With the series "Thinking Europe", which Jorge Semprún inaugurated in September 2006, the CCCB opens a forum of debate on the future of Europe with a humanistic and cultural perspective. More than sixty years after the Second World War, Europe is currently a united space of peaceful coexistence between nation-states that have decided to share their sovereignty under a set of common principles. Yet the difficulties in the processes of integration and enlargement, together with the increasing global flows of people, ideas and goods, make the limits of Europe more diffused than ever, and open the debate once again on the very notion of European civilization.

 

With this context, the CCCB invites prominent intellectuals from around the world to answer some of the following questions: What unites Europeans? What does European culture mean today? What is Europe’s contribution to universal culture? Which philosophical categories or renewed political principles could help articulate a cosmopolitan, hospitable and democratic Europe?


12th November

"Hobsbawm Thinks Europe. Conversation with Donald Sassoon and Josep Fontana"

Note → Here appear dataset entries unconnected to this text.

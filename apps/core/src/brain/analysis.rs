//! Input and output structures of message analysis.

use chrono::{DateTime, Utc};
use serde::{Deserialize, Serialize};

use super::image_request::ImageRequest;
use super::intent::IntentResult;
use crate::mode::Mode;

/// Author of a conversation turn
#[derive(Debug, Clone, Copy, PartialEq, Eq, Serialize, Deserialize)]
#[serde(rename_all = "lowercase")]
pub enum Role {
    User,
    Assistant,
}

/// A prior message of the conversation
#[derive(Debug, Clone, PartialEq, Serialize, Deserialize)]
pub struct Turn {
    pub role: Role,
    pub content: String,
    pub timestamp: DateTime<Utc>,
}

impl Turn {
    pub fn user(content: impl Into<String>) -> Self {
        Self {
            role: Role::User,
            content: content.into(),
            timestamp: Utc::now(),
        }
    }

    pub fn assistant(content: impl Into<String>) -> Self {
        Self {
            role: Role::Assistant,
            content: content.into(),
            timestamp: Utc::now(),
        }
    }
}

/// Everything the analyzer gets for one message
#[derive(Debug, Clone, Serialize, Deserialize)]
pub struct ClassificationInput {
    /// Raw user message
    pub message: String,
    /// Mode the chat is in when the message arrives
    pub mode: Mode,
    /// Recent turns; carried along for context, not used by the matchers
    #[serde(default)]
    pub history: Vec<Turn>,
}

impl ClassificationInput {
    pub fn new(message: impl Into<String>, mode: Mode) -> Self {
        Self {
            message: message.into(),
            mode,
            history: vec![],
        }
    }

    pub fn with_history(mut self, history: Vec<Turn>) -> Self {
        self.history = history;
        self
    }
}

/// Complete analysis of one message
#[derive(Debug, Clone, PartialEq, Serialize, Deserialize)]
pub struct MessageAnalysis {
    /// Original message
    pub message: String,
    /// Four-way intent with confidence and entities
    pub intent: IntentResult,
    /// Visual generation signal
    pub image: ImageRequest,
    /// Processing time in microseconds
    pub processing_time_us: u64,
}

impl MessageAnalysis {
    /// Get a summary for logging
    pub fn summary(&self) -> String {
        format!(
            "Intent: {} ({:.0}%), Image: {:.0}%, Topic: {}, Target: {}",
            self.intent.intent,
            self.intent.confidence * 100.0,
            self.image.confidence * 100.0,
            self.intent.prompt_topic().unwrap_or("-"),
            self.intent.target_page().map(|p| p.id()).unwrap_or("-"),
        )
    }
}
//! # Mode Module
//!
//! Conversational modes of the chat widget and the decision table that moves
//! between them.
//!
//! The mode itself is owned by the caller. Nothing in here stores it: the
//! caller passes the current mode in with every message and gets the next
//! mode back.

pub mod exit;
pub mod transition;

use serde::{Deserialize, Serialize};
use std::fmt;
use std::str::FromStr;

use crate::error::AppError;

pub use transition::{next_transition, Signals, Transition, TransitionReason};

/// Conversational mode of a chat session
#[derive(Debug, Clone, Copy, PartialEq, Eq, Hash, Default, Serialize, Deserialize)]
#[serde(rename_all = "snake_case")]
pub enum Mode {
    /// Regular chat with the assistant
    #[default]
    Normal,
    /// Guided construction of an AI prompt
    PromptAuthoring,
    /// Guided construction of a JSON schema for image generation
    ImageSchemaAuthoring,
}

impl Mode {
    pub const ALL: [Mode; 3] = [Mode::Normal, Mode::PromptAuthoring, Mode::ImageSchemaAuthoring];

    /// Returns the wire label for the mode
    pub fn label(&self) -> &'static str {
        match self {
            Mode::Normal => "normal",
            Mode::PromptAuthoring => "prompt_authoring",
            Mode::ImageSchemaAuthoring => "image_schema_authoring",
        }
    }

    /// Fixed message shown when the chat switches into this mode
    pub fn acknowledgement(&self) -> &'static str {
        match self {
            Mode::Normal => {
                "De acuerdo, salimos del modo especializado. Sigamos con tu consulta."
            }
            Mode::PromptAuthoring => {
                "Modo de creación de prompts activado. Cuéntame para qué necesitas el prompt y lo construimos paso a paso."
            }
            Mode::ImageSchemaAuthoring => {
                "Modo de generación de imágenes activado. Describe la imagen, interfaz o diagrama que quieres crear."
            }
        }
    }

    /// True for the modes that stick until an explicit exit
    pub fn is_specialized(&self) -> bool {
        !matches!(self, Mode::Normal)
    }
}

impl fmt::Display for Mode {
    fn fmt(&self, f: &mut fmt::Formatter<'_>) -> fmt::Result {
        write!(f, "{}", self.label())
    }
}

impl FromStr for Mode {
    type Err = AppError;

    fn from_str(s: &str) -> Result<Self, Self::Err> {
        match s.trim().to_lowercase().as_str() {
            "normal" | "chat" | "context" => Ok(Mode::Normal),
            "prompt" | "prompts" | "prompt_authoring" => Ok(Mode::PromptAuthoring),
            "image" | "imagen" | "image_schema" | "image_schema_authoring" => {
                Ok(Mode::ImageSchemaAuthoring)
            }
            other => Err(AppError::Validation(format!("Unknown mode: {}", other))),
        }
    }
}
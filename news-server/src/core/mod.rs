pub mod error;
pub mod service;
pub mod store;
pub mod types;

pub use error::NewsError;
pub use service::NewsService;
pub use store::NewsStore;
pub use types::{News, NewsCreate, NewsUpdate, Page, PageParams};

Eric Hobsbawm, Professor Emeritus of Social and Economic History at Birkbeck College, University of London. He's one of the most influential historians of the second half of the 20th century. His last book is Essays on Globalisation, Democracy and Terrorism (Little, Brown, 2007).

Donald Sassoon, Professor of Comparative European History at Queen Mary, University of London. Student of Eric Hobsbawm, is author of The Culture of Europeans (HarperCollins, 2006).

Moderator:
Josep Fontana, Professor Emeritus at Pompeu Fabra University, Barcelona.


26th November

"Liberty and diversity. How free countries in Europe can cope with increasing cultural difference"

Timothy Garton Ash, Professor of European Studies at the University of Oxford. He is a regular collaborator to The Guardian and El País and is one of the most influential intellectuals in the world. He recently published Free World: America, Europe and the Surprising Future of the West (Random House, 2004).


3rd December

"Enlightenment Wars. Is Europe Under Threat From Islam?"

Ian Buruma, Professor of Democracy, Human Rights and Journalism at Bard College (New York). His last book, Murder in Amsterdam (Penguin Press, 2006), about the death of the Dutch film maker Theo van Gogh, explores the problems of coexistence and tolerance in a multicultural context.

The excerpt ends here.